> [TASK GOAL] What you return should be each line of the data containing the string "State".

Collected data
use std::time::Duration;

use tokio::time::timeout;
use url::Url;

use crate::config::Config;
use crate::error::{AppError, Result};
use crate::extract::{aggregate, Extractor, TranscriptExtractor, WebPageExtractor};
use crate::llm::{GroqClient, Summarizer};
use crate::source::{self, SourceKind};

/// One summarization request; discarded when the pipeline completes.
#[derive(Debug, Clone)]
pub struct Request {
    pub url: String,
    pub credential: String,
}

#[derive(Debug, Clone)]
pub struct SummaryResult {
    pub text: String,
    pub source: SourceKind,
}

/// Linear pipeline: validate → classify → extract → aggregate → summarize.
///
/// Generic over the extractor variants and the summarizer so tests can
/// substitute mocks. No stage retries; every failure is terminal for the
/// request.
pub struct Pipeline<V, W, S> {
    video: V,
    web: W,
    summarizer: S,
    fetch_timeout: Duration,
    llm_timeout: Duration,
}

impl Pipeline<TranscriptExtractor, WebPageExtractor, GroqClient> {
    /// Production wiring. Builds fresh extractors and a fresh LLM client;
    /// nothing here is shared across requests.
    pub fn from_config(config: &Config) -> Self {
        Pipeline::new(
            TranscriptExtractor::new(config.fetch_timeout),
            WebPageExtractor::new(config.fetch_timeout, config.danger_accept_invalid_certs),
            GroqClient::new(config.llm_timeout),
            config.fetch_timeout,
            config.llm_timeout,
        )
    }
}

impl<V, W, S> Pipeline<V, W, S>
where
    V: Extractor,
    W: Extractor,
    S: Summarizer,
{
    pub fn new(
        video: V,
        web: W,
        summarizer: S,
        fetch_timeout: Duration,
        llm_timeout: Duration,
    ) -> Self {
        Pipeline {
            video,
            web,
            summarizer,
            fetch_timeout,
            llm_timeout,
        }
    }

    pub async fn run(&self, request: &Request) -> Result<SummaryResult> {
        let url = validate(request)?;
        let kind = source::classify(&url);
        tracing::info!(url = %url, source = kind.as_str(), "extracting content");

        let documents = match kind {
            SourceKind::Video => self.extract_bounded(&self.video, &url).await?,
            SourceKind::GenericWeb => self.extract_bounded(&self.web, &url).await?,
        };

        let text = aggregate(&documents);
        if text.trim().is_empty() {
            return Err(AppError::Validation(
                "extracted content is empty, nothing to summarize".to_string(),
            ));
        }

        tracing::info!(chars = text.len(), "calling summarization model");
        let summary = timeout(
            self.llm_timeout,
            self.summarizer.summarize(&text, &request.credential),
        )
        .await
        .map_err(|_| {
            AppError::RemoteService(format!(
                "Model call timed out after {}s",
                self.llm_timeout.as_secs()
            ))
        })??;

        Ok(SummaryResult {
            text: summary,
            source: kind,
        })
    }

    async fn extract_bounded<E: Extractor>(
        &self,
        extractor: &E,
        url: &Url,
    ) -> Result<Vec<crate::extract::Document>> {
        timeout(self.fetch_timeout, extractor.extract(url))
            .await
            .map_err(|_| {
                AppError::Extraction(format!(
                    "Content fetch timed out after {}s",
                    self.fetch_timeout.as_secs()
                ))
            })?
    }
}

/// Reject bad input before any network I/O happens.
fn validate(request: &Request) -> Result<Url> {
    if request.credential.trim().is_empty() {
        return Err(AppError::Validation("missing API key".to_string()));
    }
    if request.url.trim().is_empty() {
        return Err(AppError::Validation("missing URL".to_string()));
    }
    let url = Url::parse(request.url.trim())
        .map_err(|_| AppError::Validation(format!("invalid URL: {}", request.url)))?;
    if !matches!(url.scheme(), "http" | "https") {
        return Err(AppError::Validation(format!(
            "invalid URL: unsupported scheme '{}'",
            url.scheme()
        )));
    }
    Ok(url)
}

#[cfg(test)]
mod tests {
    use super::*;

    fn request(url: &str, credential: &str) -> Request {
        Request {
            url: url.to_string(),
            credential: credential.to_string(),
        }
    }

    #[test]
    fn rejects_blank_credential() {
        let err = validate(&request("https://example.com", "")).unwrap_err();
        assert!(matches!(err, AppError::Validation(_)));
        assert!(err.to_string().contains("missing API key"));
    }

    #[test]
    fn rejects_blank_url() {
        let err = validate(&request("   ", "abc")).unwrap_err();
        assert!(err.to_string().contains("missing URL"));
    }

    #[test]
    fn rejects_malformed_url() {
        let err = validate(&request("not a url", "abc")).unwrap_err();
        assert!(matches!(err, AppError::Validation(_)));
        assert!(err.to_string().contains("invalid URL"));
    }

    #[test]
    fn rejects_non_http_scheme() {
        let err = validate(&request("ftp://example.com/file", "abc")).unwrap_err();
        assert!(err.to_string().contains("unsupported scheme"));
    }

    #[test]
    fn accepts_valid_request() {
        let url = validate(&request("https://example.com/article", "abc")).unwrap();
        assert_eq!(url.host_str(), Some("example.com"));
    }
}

---

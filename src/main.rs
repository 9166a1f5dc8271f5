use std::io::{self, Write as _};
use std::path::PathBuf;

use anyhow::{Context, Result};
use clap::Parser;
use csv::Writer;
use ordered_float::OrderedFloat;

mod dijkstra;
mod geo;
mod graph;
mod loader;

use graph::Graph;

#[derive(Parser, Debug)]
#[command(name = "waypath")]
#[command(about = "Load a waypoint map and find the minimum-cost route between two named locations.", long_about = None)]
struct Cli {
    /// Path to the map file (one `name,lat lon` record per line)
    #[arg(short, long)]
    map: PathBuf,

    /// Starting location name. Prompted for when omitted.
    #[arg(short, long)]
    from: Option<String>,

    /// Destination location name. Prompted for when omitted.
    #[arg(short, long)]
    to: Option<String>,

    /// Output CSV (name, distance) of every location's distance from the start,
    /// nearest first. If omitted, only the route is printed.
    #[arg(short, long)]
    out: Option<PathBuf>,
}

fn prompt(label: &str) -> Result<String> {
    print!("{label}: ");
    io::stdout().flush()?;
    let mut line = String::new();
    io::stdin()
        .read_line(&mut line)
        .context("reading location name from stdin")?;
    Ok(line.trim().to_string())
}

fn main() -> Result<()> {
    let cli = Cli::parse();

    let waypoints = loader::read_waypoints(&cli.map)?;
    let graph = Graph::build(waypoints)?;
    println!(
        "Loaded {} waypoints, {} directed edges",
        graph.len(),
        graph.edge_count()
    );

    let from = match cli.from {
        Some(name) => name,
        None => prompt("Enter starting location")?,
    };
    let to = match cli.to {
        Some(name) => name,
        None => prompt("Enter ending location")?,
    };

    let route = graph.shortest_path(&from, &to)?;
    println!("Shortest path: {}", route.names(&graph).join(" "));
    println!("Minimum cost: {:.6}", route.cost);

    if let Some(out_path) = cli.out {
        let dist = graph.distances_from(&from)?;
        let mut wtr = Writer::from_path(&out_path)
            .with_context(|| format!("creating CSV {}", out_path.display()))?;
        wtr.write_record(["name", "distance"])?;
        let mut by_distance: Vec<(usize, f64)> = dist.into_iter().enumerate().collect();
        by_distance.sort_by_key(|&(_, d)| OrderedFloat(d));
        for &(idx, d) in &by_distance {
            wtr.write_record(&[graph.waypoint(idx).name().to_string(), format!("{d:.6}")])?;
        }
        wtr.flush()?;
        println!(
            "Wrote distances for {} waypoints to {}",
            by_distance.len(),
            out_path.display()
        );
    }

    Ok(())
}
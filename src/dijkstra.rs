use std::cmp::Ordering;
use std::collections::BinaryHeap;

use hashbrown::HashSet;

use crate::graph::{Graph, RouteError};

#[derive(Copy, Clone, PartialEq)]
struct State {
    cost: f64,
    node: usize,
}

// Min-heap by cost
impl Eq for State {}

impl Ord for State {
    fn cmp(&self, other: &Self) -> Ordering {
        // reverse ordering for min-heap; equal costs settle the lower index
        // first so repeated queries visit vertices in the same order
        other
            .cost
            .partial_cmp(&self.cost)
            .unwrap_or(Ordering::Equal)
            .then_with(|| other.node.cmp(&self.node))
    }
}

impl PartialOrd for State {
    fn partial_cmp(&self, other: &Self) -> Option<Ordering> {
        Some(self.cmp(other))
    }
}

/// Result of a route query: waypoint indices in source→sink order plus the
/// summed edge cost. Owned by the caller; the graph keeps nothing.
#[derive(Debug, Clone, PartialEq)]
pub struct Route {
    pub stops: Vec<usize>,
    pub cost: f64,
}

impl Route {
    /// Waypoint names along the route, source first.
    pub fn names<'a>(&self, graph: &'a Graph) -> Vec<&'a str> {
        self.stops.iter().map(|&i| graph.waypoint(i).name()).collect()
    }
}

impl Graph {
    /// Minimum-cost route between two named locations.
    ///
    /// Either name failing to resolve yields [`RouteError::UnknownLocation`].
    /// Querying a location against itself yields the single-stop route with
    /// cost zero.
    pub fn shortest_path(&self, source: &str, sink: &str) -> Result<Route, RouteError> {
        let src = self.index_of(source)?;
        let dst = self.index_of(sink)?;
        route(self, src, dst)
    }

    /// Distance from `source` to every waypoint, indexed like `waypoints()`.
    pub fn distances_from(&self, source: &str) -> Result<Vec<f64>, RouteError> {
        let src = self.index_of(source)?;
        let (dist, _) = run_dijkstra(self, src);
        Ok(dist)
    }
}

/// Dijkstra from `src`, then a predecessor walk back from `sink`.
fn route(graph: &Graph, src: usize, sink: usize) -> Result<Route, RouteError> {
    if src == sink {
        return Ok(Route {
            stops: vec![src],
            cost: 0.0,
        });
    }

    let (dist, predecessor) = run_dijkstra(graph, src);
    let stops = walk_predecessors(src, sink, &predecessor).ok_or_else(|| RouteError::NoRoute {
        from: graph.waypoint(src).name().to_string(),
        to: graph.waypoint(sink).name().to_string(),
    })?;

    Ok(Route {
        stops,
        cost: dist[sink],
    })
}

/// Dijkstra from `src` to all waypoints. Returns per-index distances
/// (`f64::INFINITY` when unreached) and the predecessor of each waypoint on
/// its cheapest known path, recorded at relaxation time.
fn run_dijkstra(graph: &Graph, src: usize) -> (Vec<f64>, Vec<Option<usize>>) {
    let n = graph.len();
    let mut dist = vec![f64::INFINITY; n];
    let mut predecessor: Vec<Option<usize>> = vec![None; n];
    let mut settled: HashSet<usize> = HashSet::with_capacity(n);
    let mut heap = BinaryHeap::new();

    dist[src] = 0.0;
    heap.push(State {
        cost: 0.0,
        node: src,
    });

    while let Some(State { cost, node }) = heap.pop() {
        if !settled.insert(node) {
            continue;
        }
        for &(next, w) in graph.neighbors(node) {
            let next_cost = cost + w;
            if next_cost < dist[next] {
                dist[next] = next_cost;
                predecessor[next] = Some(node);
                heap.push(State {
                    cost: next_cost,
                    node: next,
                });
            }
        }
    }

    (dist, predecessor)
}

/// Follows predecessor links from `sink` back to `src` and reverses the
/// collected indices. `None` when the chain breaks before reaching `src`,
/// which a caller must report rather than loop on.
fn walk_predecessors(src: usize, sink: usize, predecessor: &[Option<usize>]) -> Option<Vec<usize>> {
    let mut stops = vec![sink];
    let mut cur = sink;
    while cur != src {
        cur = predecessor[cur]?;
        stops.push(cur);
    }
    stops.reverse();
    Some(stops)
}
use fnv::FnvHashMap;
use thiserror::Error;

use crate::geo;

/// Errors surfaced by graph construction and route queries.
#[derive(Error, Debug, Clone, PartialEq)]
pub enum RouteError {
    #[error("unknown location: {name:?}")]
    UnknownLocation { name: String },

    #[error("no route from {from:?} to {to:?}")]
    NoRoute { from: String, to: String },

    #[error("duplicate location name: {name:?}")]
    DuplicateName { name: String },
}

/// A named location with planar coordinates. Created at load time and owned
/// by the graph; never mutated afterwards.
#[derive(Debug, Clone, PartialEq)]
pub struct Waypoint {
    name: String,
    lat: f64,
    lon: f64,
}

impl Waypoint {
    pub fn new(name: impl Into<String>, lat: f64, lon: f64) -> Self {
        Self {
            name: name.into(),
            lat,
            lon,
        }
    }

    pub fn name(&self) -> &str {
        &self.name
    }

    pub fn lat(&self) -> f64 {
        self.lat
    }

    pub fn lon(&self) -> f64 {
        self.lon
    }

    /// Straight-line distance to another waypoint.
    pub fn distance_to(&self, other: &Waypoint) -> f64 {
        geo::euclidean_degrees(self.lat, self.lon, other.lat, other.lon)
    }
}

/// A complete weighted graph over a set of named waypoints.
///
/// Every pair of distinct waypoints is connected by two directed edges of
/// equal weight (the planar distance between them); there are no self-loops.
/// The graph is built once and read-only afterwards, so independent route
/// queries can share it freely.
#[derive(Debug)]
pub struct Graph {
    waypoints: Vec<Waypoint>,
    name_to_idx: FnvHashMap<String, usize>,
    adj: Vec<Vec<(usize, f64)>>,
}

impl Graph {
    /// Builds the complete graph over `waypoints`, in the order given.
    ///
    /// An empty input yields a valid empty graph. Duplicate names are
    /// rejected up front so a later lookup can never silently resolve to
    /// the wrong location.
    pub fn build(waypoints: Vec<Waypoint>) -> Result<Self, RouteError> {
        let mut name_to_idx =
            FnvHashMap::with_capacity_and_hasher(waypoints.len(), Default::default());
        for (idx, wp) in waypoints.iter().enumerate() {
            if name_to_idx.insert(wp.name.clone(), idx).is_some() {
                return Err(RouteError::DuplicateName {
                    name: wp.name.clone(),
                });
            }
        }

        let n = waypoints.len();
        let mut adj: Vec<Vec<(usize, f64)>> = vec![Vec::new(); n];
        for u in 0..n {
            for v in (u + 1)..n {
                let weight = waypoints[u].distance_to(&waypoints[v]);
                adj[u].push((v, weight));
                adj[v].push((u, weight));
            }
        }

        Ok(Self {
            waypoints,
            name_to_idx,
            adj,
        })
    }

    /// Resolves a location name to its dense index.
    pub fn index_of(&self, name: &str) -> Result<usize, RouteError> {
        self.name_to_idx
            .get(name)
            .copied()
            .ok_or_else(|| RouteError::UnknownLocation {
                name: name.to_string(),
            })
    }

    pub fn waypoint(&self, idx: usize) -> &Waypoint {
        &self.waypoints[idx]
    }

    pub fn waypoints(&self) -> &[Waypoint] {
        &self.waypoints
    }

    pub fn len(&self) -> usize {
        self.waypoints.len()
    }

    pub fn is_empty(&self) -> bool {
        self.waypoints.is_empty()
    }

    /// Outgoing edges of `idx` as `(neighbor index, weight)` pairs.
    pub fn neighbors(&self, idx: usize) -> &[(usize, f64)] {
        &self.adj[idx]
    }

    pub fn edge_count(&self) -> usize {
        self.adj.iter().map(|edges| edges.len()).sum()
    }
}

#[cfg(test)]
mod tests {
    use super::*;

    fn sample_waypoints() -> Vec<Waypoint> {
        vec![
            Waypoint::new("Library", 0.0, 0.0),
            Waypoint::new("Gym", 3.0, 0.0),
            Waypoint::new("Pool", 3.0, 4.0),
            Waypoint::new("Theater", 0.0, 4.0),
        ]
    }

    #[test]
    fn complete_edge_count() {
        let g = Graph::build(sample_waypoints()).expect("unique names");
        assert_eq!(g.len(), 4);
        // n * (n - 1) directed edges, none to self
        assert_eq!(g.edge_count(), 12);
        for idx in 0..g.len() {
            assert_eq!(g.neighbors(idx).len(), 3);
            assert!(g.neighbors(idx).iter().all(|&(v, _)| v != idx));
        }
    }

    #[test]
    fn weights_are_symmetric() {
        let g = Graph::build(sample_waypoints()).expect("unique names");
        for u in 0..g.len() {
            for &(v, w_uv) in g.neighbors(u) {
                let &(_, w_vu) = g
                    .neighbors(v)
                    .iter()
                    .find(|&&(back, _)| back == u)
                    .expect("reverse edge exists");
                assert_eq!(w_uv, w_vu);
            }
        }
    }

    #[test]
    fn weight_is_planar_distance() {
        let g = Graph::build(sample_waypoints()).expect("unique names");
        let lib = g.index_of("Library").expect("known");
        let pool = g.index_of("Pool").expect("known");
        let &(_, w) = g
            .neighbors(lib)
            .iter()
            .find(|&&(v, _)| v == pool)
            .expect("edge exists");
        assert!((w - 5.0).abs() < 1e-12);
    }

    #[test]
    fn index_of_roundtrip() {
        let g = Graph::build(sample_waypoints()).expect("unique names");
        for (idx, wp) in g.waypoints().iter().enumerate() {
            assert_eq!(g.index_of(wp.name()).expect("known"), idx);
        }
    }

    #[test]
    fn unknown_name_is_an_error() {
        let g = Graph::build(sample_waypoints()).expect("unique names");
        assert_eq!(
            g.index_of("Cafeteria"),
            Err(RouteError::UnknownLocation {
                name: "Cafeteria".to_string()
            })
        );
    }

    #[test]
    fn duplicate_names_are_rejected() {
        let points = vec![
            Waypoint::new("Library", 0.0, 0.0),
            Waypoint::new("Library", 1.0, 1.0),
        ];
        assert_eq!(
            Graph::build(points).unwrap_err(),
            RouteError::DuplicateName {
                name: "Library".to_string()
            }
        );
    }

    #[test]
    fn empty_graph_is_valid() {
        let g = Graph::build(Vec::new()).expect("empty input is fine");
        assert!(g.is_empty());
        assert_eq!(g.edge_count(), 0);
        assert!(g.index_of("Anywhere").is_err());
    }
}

> [SOLUTION]
struct State {
impl Eq for State {}
impl Ord for State {
impl PartialOrd for State {
    heap.push(State {
    while let Some(State { cost, node }) = heap.pop() {
                heap.push(State {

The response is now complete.